"La scelta della federazione provinciale è legittima perché rispetta le norme statutarie del partito. La posizione regionale fa presumere che si voglia svendere il Pdci a Rifondazione comunista". Così Nicola Rotondaro, capogruppo dei Comunisti Italiani in Palazzo Vecchio, replica al segretario regionale Nino Frosini che ieri aveva giudicato "insostenibile" la scelta della segreteria provinciale fiorentina di appoggiare Matteo Renzi alle prossime amministrative.
"Ieri - ricorda Rotondaro - Frosini ha comunicato che la segreteria regionale e quella nazionale del Pdci hanno fatto presente ai compagni del gruppo dirigente dei Comunisti fiorentini che l'appoggio alla candidatura di Matteo Renzi è politicamente insostenibile. Oggi annuncia che sarà lui a presentare le liste per le elezioni amministrative del prossimo giugno per il Comune e la Provincia di Firenze". "Questa posizione - ha continuato - è fuori dalle regole del partito e fa presumere che si voglia svendere il Pdci a Rifondazione Comunista per assicurare una candidatura al parlamento europeo, nel collegio che comprende anche la Toscana, al segretario nazionale Oliviero Diliberto".
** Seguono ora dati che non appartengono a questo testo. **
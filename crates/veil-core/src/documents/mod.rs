//! Document extraction, rendering and export.
//!
//! A job's life outside the pipeline: pull plain text out of the source file,
//! hand it to the [`RedactionPipeline`], render the redacted text into a fresh
//! DOCX. Output documents are always rebuilt from plain text rather than
//! patched in place, so nothing from the source survives except what the
//! pipeline returned.

pub mod archive;
pub mod docx;
pub mod pdf;
pub mod text;

use std::path::Path;
use std::sync::Arc;

use anyhow::{Context, Result};
use serde::Serialize;

use crate::error::{ExtractionError, JobError, RenderError};
use crate::pipeline::RedactionPipeline;

pub use archive::{bundle_zip, DEFAULT_ARCHIVE_NAME};
pub use docx::{DocxExtractor, DocxRenderer};
pub use pdf::PdfExtractor;
pub use text::PlainTextExtractor;

/// Number of source characters kept as a preview on completed jobs.
pub const PREVIEW_CHARS: usize = 100;

/// Prefix of every output file name.
pub const OUTPUT_PREFIX: &str = "anonymized_";

/// A source document: its file name and raw bytes.
///
/// Bytes are shared, so snapshots of a queued job never copy the file.
#[derive(Debug, Clone)]
pub struct DocumentSource {
    pub name: String,
    pub bytes: Arc<Vec<u8>>,
}

impl DocumentSource {
    pub fn new(name: impl Into<String>, bytes: Vec<u8>) -> Self {
        Self {
            name: name.into(),
            bytes: Arc::new(bytes),
        }
    }

    /// Read a document from disk, named after its file name.
    pub fn read(path: &Path) -> Result<Self> {
        let bytes = std::fs::read(path)
            .with_context(|| format!("Failed to read {}", path.display()))?;
        let name = path
            .file_name()
            .map(|n| n.to_string_lossy().into_owned())
            .unwrap_or_else(|| path.display().to_string());
        Ok(Self::new(name, bytes))
    }

    /// Lowercased extension, if the name has one.
    pub fn extension(&self) -> Option<String> {
        Path::new(&self.name)
            .extension()
            .map(|e| e.to_string_lossy().to_lowercase())
    }

    /// File name without its extension.
    pub fn stem(&self) -> &str {
        match self.name.rsplit_once('.') {
            Some((stem, _)) if !stem.is_empty() => stem,
            _ => &self.name,
        }
    }

    /// `anonymized_<stem>.<extension>`
    pub fn output_name(&self, extension: &str) -> String {
        format!("{OUTPUT_PREFIX}{}.{extension}", self.stem())
    }
}

/// Turns a source document into plain text.
pub trait TextExtractor: Send + Sync {
    fn extract_text(&self, source: &DocumentSource) -> Result<String, ExtractionError>;
}

/// Turns redacted plain text into an output document.
pub trait DocumentRenderer: Send + Sync {
    fn render(&self, text: &str) -> Result<Vec<u8>, RenderError>;

    /// Extension of the rendered documents, without the dot.
    fn extension(&self) -> &'static str;
}

/// Extractor that dispatches on the source's file extension.
#[derive(Debug, Default, Clone, Copy)]
pub struct DocumentExtractor;

impl DocumentExtractor {
    /// Extensions with a known extractor.
    pub const SUPPORTED: &'static [&'static str] = &["docx", "pdf", "txt", "md", "text"];

    pub fn supports(path: &Path) -> bool {
        path.extension()
            .map(|e| e.to_string_lossy().to_lowercase())
            .is_some_and(|e| Self::SUPPORTED.contains(&e.as_str()))
    }
}

impl TextExtractor for DocumentExtractor {
    fn extract_text(&self, source: &DocumentSource) -> Result<String, ExtractionError> {
        match source.extension().as_deref() {
            Some("docx") => DocxExtractor.extract_text(source),
            Some("pdf") => PdfExtractor.extract_text(source),
            Some("txt" | "md" | "text") => PlainTextExtractor.extract_text(source),
            Some(other) => Err(ExtractionError::Unsupported(format!(".{other}"))),
            None => Err(ExtractionError::Unsupported(source.name.clone())),
        }
    }
}

/// What a successfully processed document produced.
#[derive(Debug, Clone, Serialize)]
pub struct RedactedDocument {
    /// Final redacted text
    pub text: String,
    /// Rendered output document
    #[serde(skip)]
    pub document: Arc<Vec<u8>>,
    /// Output file name (`anonymized_<stem>.docx`)
    pub file_name: String,
    /// First characters of the extracted source text
    pub preview: String,
}

/// Extract, redact and render one document.
#[derive(Clone)]
pub struct DocumentProcessor {
    extractor: Arc<dyn TextExtractor>,
    pipeline: RedactionPipeline,
    renderer: Arc<dyn DocumentRenderer>,
}

impl DocumentProcessor {
    /// Processor with the extension-dispatching extractor and DOCX output.
    pub fn new(pipeline: RedactionPipeline) -> Self {
        Self {
            extractor: Arc::new(DocumentExtractor),
            pipeline,
            renderer: Arc::new(DocxRenderer),
        }
    }

    pub fn with_extractor(mut self, extractor: Arc<dyn TextExtractor>) -> Self {
        self.extractor = extractor;
        self
    }

    pub fn with_renderer(mut self, renderer: Arc<dyn DocumentRenderer>) -> Self {
        self.renderer = renderer;
        self
    }

    pub fn pipeline(&self) -> &RedactionPipeline {
        &self.pipeline
    }

    pub async fn process(&self, source: &DocumentSource) -> Result<RedactedDocument, JobError> {
        let extractor = self.extractor.clone();
        let owned = source.clone();
        let text = tokio::task::spawn_blocking(move || extractor.extract_text(&owned))
            .await
            .map_err(|e| JobError::Internal(format!("extraction task failed: {e}")))??;

        if text.trim().is_empty() {
            return Err(ExtractionError::Empty.into());
        }

        tracing::debug!(
            name = %source.name,
            chars = text.chars().count(),
            "Extracted text"
        );

        let redacted = self.pipeline.run(&text).await?;
        let document = self.renderer.render(&redacted)?;

        Ok(RedactedDocument {
            file_name: source.output_name(self.renderer.extension()),
            preview: text.chars().take(PREVIEW_CHARS).collect(),
            document: Arc::new(document),
            text: redacted,
        })
    }
}

#[cfg(test)]
mod tests {
    use super::*;
    use crate::pipeline::PipelineConfig;
    use crate::provider::testing::ScriptedProvider;

    struct FixedText(&'static str);

    impl TextExtractor for FixedText {
        fn extract_text(&self, _source: &DocumentSource) -> Result<String, ExtractionError> {
            Ok(self.0.to_string())
        }
    }

    #[test]
    fn test_output_name_uses_stem() {
        let source = DocumentSource::new("contract.v2.docx", Vec::new());
        assert_eq!(source.stem(), "contract.v2");
        assert_eq!(source.output_name("docx"), "anonymized_contract.v2.docx");

        let bare = DocumentSource::new("README", Vec::new());
        assert_eq!(bare.output_name("docx"), "anonymized_README.docx");
    }

    #[test]
    fn test_dispatch_by_extension() {
        let txt = DocumentSource::new("Notes.TXT", b"hello".to_vec());
        assert_eq!(DocumentExtractor.extract_text(&txt).unwrap(), "hello");

        let odt = DocumentSource::new("letter.odt", b"whatever".to_vec());
        assert!(matches!(
            DocumentExtractor.extract_text(&odt),
            Err(ExtractionError::Unsupported(ext)) if ext == ".odt"
        ));

        assert!(DocumentExtractor::supports(Path::new("/tmp/a.Docx")));
        assert!(!DocumentExtractor::supports(Path::new("/tmp/a.doc")));
    }

    #[test]
    fn test_read_from_disk() {
        let dir = tempfile::tempdir().unwrap();
        let path = dir.path().join("memo.md");
        std::fs::write(&path, "# Memo").unwrap();

        let source = DocumentSource::read(&path).unwrap();
        assert_eq!(source.name, "memo.md");
        assert_eq!(source.bytes.as_slice(), b"# Memo");

        assert!(DocumentSource::read(&dir.path().join("missing.txt")).is_err());
    }

    #[tokio::test]
    async fn test_process_renders_docx() {
        let provider = ScriptedProvider::new(|req| Ok(req.input.replace("Petrov", "[NAME]")));
        let pipeline = RedactionPipeline::new(provider, PipelineConfig::without_delays());
        let processor = DocumentProcessor::new(pipeline);

        let source = DocumentSource::new("order.txt", "Signed: Petrov\nDate: today\n".into());
        let result = processor.process(&source).await.unwrap();

        assert_eq!(result.text, "Signed: [NAME]\nDate: today");
        assert_eq!(result.file_name, "anonymized_order.docx");
        assert_eq!(result.preview, "Signed: Petrov\nDate: today\n");

        let rendered = DocumentSource::new("x.docx", result.document.to_vec());
        assert_eq!(
            DocxExtractor.extract_text(&rendered).unwrap(),
            "Signed: [NAME]\nDate: today"
        );
    }

    #[tokio::test]
    async fn test_blank_text_is_rejected_before_pipeline() {
        let provider = ScriptedProvider::new(|req| Ok(req.input.clone()));
        let pipeline = RedactionPipeline::new(provider.clone(), PipelineConfig::without_delays());
        let processor =
            DocumentProcessor::new(pipeline).with_extractor(Arc::new(FixedText(" \n\t")));

        let err = processor
            .process(&DocumentSource::new("blank.docx", Vec::new()))
            .await
            .unwrap_err();
        assert!(matches!(err, JobError::Extraction(ExtractionError::Empty)));
        assert_eq!(provider.calls(), 0);
    }

    #[tokio::test]
    async fn test_preview_is_truncated_by_chars() {
        let long: &'static str = "Ж".repeat(150).leak();
        let provider = ScriptedProvider::new(|req| Ok(req.input.clone()));
        let pipeline = RedactionPipeline::new(provider, PipelineConfig::without_delays());
        let processor = DocumentProcessor::new(pipeline).with_extractor(Arc::new(FixedText(long)));

        let result = processor
            .process(&DocumentSource::new("long.pdf", Vec::new()))
            .await
            .unwrap();
        assert_eq!(result.preview.chars().count(), PREVIEW_CHARS);
    }
}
"Frosini si dimentica tuttavia - ha concluso Rotondaro - che Diliberto, per essere eletto, dovrà guadagnarsi le preferenze e la decisione di distruggere il partito non lo aiuta certamente. Noi della federazione provinciale proseguiremo con la scelta di allearci con il Pd sia a livello provinciale che comunale. Frosini spieghi inoltre agli elettori perché in Regione Toscana, a Empoli e in moltissimi altri Comuni italiani il Pdci fa accordi con il Pd e non li può fare a Firenze. E si ricordi, infine, che da cinque anni siamo alleati con Renzi in provincia di Firenze e al momento non risultano critiche da parte del partito sull'operato dell'amministrazione da lui presieduta".